§ Your assignment:
What is needed here is an exact repetition of the records below, beginning at the line that has "barrier, Duration::from_secs(1), move" and stopping after the line that has "use sensorlink::adapters::wifi;".

§ Records to use:
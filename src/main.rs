//! SensorLink firmware entry point.
//!
//! ```text
//! ┌────────────────────────────────────────────────────────────────┐
//! │                      Adapters (outer ring)                     │
//! │                                                                │
//! │  EspMqttTransport / SimTransport    MonotonicClock             │
//! │  (PubSubTransport)                  (Clock)                    │
//! │  OtaPartitionStore / MemoryStore    SystemDevice               │
//! │  (UpdateStore)                      (DevicePort)               │
//! │                                                                │
//! │  ──────────────── Port Trait Boundary ───────────────────      │
//! │                                                                │
//! │  ┌────────────────────────────────────────────────────────┐    │
//! │  │  Engine: ReliableChannel · CommandRouter · UpdateSession│   │
//! │  └────────────────────────────────────────────────────────┘    │
//! │                                                                │
//! │  Tasks: link-io · link-retry · link-ka · sensor                │
//! └────────────────────────────────────────────────────────────────┘
//! ```
//!
//! On ESP-IDF the device joins WiFi and talks to a real broker. On the host
//! it runs against an in-memory broker and a scripted operator that pings
//! the device, queries its status and pushes a firmware update.
#![deny(unused_must_use)]

use std::sync::Arc;
use std::time::Duration;

use anyhow::Result;
use log::info;

use sensorlink::adapters::device::{DeviceSettings, SystemDevice};
use sensorlink::adapters::device_id;
use sensorlink::adapters::time::MonotonicClock;
use sensorlink::config::LinkConfig;
use sensorlink::engine::Engine;
use sensorlink::link::channel::ReliableChannel;
use sensorlink::sync::barrier::PauseBarrier;
use sensorlink::tasks::{self, Tasks};

// ── Sensor task ───────────────────────────────────────────────

/// Start the peripheral task that samples at the commanded report interval
/// and parks while an update is written.
fn spawn_sensor(tasks: &mut Tasks, settings: Arc<DeviceSettings>, barrier: Arc<PauseBarrier>) -> Result<()> {
    let mut elapsed = 0u32;
    tasks::spawn_peripheral(tasks, "sensor\0", barrier, Duration::from_secs(1), move || {
        if let Some(secs) = settings.take_identify() {
            info!("SENSOR: identify blink for {} s", secs);
        }
        elapsed += 1;
        if elapsed >= settings.report_interval_secs() {
            elapsed = 0;
            info!(
                "SENSOR: sample (brightness {}%)",
                settings.brightness()
            );
        }
    })?;
    Ok(())
}

// ── ESP-IDF main ──────────────────────────────────────────────

#[cfg(target_os = "espidf")]
fn main() -> Result<()> {
    use esp_idf_svc::eventloop::EspSystemEventLoop;
    use esp_idf_svc::hal::peripherals::Peripherals;
    use esp_idf_svc::nvs::EspDefaultNvsPartition;

    use sensorlink::adapters::mqtt_transport::EspMqttTransport;
    use sensorlink::adapters::update_store::OtaPartitionStore;
    use sensorlink::adapters::wifi;

    const BROKER_URL: &str = match option_env!("SENSORLINK_BROKER_URL") {
        Some(url) => url,
        None => "mqtt://broker.local:1883",
    };

    // ── 1. ESP-IDF bootstrap ──────────────────────────────────
    esp_idf_svc::sys::link_patches();
    esp_idf_logger::init()?;

    info!("╔══════════════════════════════════════╗");
    info!("║  SensorLink v{}                      ║", env!("CARGO_PKG_VERSION"));
    info!("╚══════════════════════════════════════╝");

    // ── 2. Network ────────────────────────────────────────────
    let peripherals = Peripherals::take()?;
    let sysloop = EspSystemEventLoop::take()?;
    let nvs = EspDefaultNvsPartition::take()?;
    let _wifi = wifi::connect_station(peripherals.modem, sysloop, nvs)?;

    // ── 3. Engine ─────────────────────────────────────────────
    let cfg = LinkConfig::default();
    let uid = device_id::device_uid(&device_id::read_mac());
    info!("Device uid: {}", uid);

    let channel = Arc::new(ReliableChannel::new(
        EspMqttTransport::new(BROKER_URL),
        MonotonicClock::new(),
        &uid,
        &cfg,
    )?);
    let settings = Arc::new(DeviceSettings::default());
    let barrier = Arc::new(PauseBarrier::new());
    let mut engine = Engine::new(
        &cfg,
        &uid,
        channel,
        OtaPartitionStore::new(),
        SystemDevice::new(Arc::clone(&settings)),
        Arc::clone(&barrier),
    )?;
    engine.start()?;

    // ── 4. Tasks ──────────────────────────────────────────────
    let mut tasks = tasks::spawn(engine, &cfg)?;
    spawn_sensor(&mut tasks, settings, barrier)?;

    // Keeps the WiFi driver alive; all work happens in the tasks.
    loop {
        sensorlink::sync::timed::sleep(Duration::from_secs(60));
    }
}

// ── Host simulation main ──────────────────────────────────────

#[cfg(not(target_os = "espidf"))]
fn main() -> Result<()> {
    use sensorlink::adapters::sim_transport::{LoopbackBroker, SimTransport};
    use sensorlink::adapters::update_store::MemoryUpdateStore;

    env_logger::Builder::from_env(env_logger::Env::default().default_filter_or("info")).init();
    info!("SensorLink v{} (host simulation)", env!("CARGO_PKG_VERSION"));

    let cfg = match std::env::var_os("SENSORLINK_CONFIG") {
        Some(path) => {
            let bytes = std::fs::read(&path)?;
            LinkConfig::from_json(&bytes).map_err(|e| anyhow::anyhow!("{}: {}", path.to_string_lossy(), e))?
        }
        None => LinkConfig::default(),
    };
    let uid = device_id::device_uid(&device_id::read_mac());
    info!("Device uid: {}", uid);

    let broker = LoopbackBroker::new();
    let channel = Arc::new(ReliableChannel::new(
        SimTransport::new(Arc::clone(&broker)),
        MonotonicClock::new(),
        &uid,
        &cfg,
    )?);
    let settings = Arc::new(DeviceSettings::default());
    let barrier = Arc::new(PauseBarrier::new());
    let mut engine = Engine::new(
        &cfg,
        &uid,
        channel,
        MemoryUpdateStore::new(),
        SystemDevice::new(Arc::clone(&settings)),
        Arc::clone(&barrier),
    )?;
    engine.start()?;
    let topics = engine.topics().clone();

    let mut tasks = tasks::spawn(engine, &cfg)?;
    spawn_sensor(&mut tasks, Arc::clone(&settings), Arc::clone(&barrier))?;

    let result = sim::run_operator(&broker, &topics, &settings, cfg.firmware_version);
    // A staged update leaves the peripherals paused for the restart.
    barrier.resume();
    tasks.shutdown();
    result
}

#[cfg(not(target_os = "espidf"))]
mod sim {
    use std::time::{Duration, Instant};

    use anyhow::{Result, bail};
    use log::info;

    use sensorlink::adapters::device::DeviceSettings;
    use sensorlink::adapters::sim_transport::{LoopbackBroker, Operator};
    use sensorlink::link::topics::TopicNames;
    use sensorlink::ota::wire::{Chunk, VersionAnnounce, WriteFlag, image_digest};
    use sensorlink::rpc::codec::{CommandKey, encode_binary};
    use sensorlink::sync::timed;

    const STEP: Duration = Duration::from_millis(5);
    const DEADLINE: Duration = Duration::from_secs(30);
    const IMAGE_SIZE: usize = 20 * 1024;

    /// Poll `f` until it yields a value or the deadline passes.
    fn wait_for<T>(what: &str, mut f: impl FnMut() -> Option<T>) -> Result<T> {
        let start = Instant::now();
        while start.elapsed() < DEADLINE {
            if let Some(v) = f() {
                return Ok(v);
            }
            timed::sleep(STEP);
        }
        bail!("timed out waiting for {what}")
    }

    fn take_on(op: &Operator, topic: &str) -> Option<Vec<u8>> {
        let (t, payload) = op.take()?;
        if t == topic {
            Some(payload)
        } else {
            info!("SIM: operator got {} bytes on {}", payload.len(), t);
            None
        }
    }

    pub fn run_operator(
        broker: &std::sync::Arc<LoopbackBroker>,
        topics: &TopicNames,
        settings: &DeviceSettings,
        running_version: u16,
    ) -> Result<()> {
        let op = Operator::new(std::sync::Arc::clone(broker));
        op.subscribe(&topics.reply);
        op.subscribe(&topics.update_tx);
        op.subscribe(&topics.update_status);

        wait_for("device subscriptions", || {
            broker.is_device_subscribed(&topics.command).then_some(())
        })?;
        wait_for("update data subscription", || {
            broker.is_device_subscribed(&topics.update_rx).then_some(())
        })?;

        // ── Ping ────────────────────────────────────────────
        op.publish(&topics.command, &encode_binary(CommandKey::Ping, &[]));
        let reply = wait_for("ping reply", || take_on(&op, &topics.reply))?;
        info!("SIM: ping reply {:02x?}", reply);

        // ── JSON status ─────────────────────────────────────
        op.publish(&topics.json_command, br#"{"cmd":"GetStatus","retfmt":"json"}"#);
        let reply = wait_for("status reply", || take_on(&op, &topics.reply))?;
        info!("SIM: status {}", String::from_utf8_lossy(&reply));

        // ── Firmware update ─────────────────────────────────
        let image: Vec<u8> = (0..IMAGE_SIZE).map(|i| (i * 31 % 251) as u8).collect();
        let announce = VersionAnnounce {
            version: running_version + 1,
            size: image.len() as u32,
        };
        op.publish(&topics.command, &encode_binary(CommandKey::Update, &[]));

        let start = Instant::now();
        while !settings.restart_requested() {
            if start.elapsed() > DEADLINE {
                bail!("update did not complete");
            }
            let Some((topic, payload)) = op.take() else {
                timed::sleep(STEP);
                continue;
            };
            if topic == topics.update_status.as_str() {
                info!("SIM: status {}", String::from_utf8_lossy(&payload));
                continue;
            }
            if topic != topics.update_tx.as_str() {
                continue;
            }
            let Ok(flag) = WriteFlag::parse(&payload) else {
                bail!("malformed write flag");
            };
            let sent = if flag.requires_version() {
                op.publish(&topics.update_rx, &announce.encode())
            } else if flag.requires_verify() {
                op.publish(&topics.update_rx, &image_digest(&image))
            } else {
                let from = flag.next_offset as usize;
                let to = (from + flag.chunk_size as usize).min(image.len());
                let chunk = Chunk {
                    offset: flag.next_offset,
                    data: &image[from..to],
                };
                op.publish(&topics.update_rx, &chunk.encode())
            };
            if !sent {
                bail!("device not subscribed to {}", topics.update_rx);
            }
        }
        info!("SIM: device staged v{} and requested a restart", announce.version);
        Ok(())
    }
}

§ Exercise result:
    tasks::spawn_peripheral(tasks, "sensor\0", barrier, Duration::from_secs(1), move || {
        if let Some(secs) = settings.take_identify() {
            info!("SENSOR: identify blink for {} s", secs);
        }
        elapsed += 1;
        if elapsed >= settings.report_interval_secs() {
            elapsed = 0;
            info!(
                "SENSOR: sample (brightness {}%)",
                settings.brightness()
            );
        }
    })?;
    Ok(())
}

// ── ESP-IDF main ──────────────────────────────────────────────

#[cfg(target_os = "espidf")]
fn main() -> Result<()> {
    use esp_idf_svc::eventloop::EspSystemEventLoop;
    use esp_idf_svc::hal::peripherals::Peripherals;
    use esp_idf_svc::nvs::EspDefaultNvsPartition;

    use sensorlink::adapters::mqtt_transport::EspMqttTransport;
    use sensorlink::adapters::update_store::OtaPartitionStore;
    use sensorlink::adapters::wifi;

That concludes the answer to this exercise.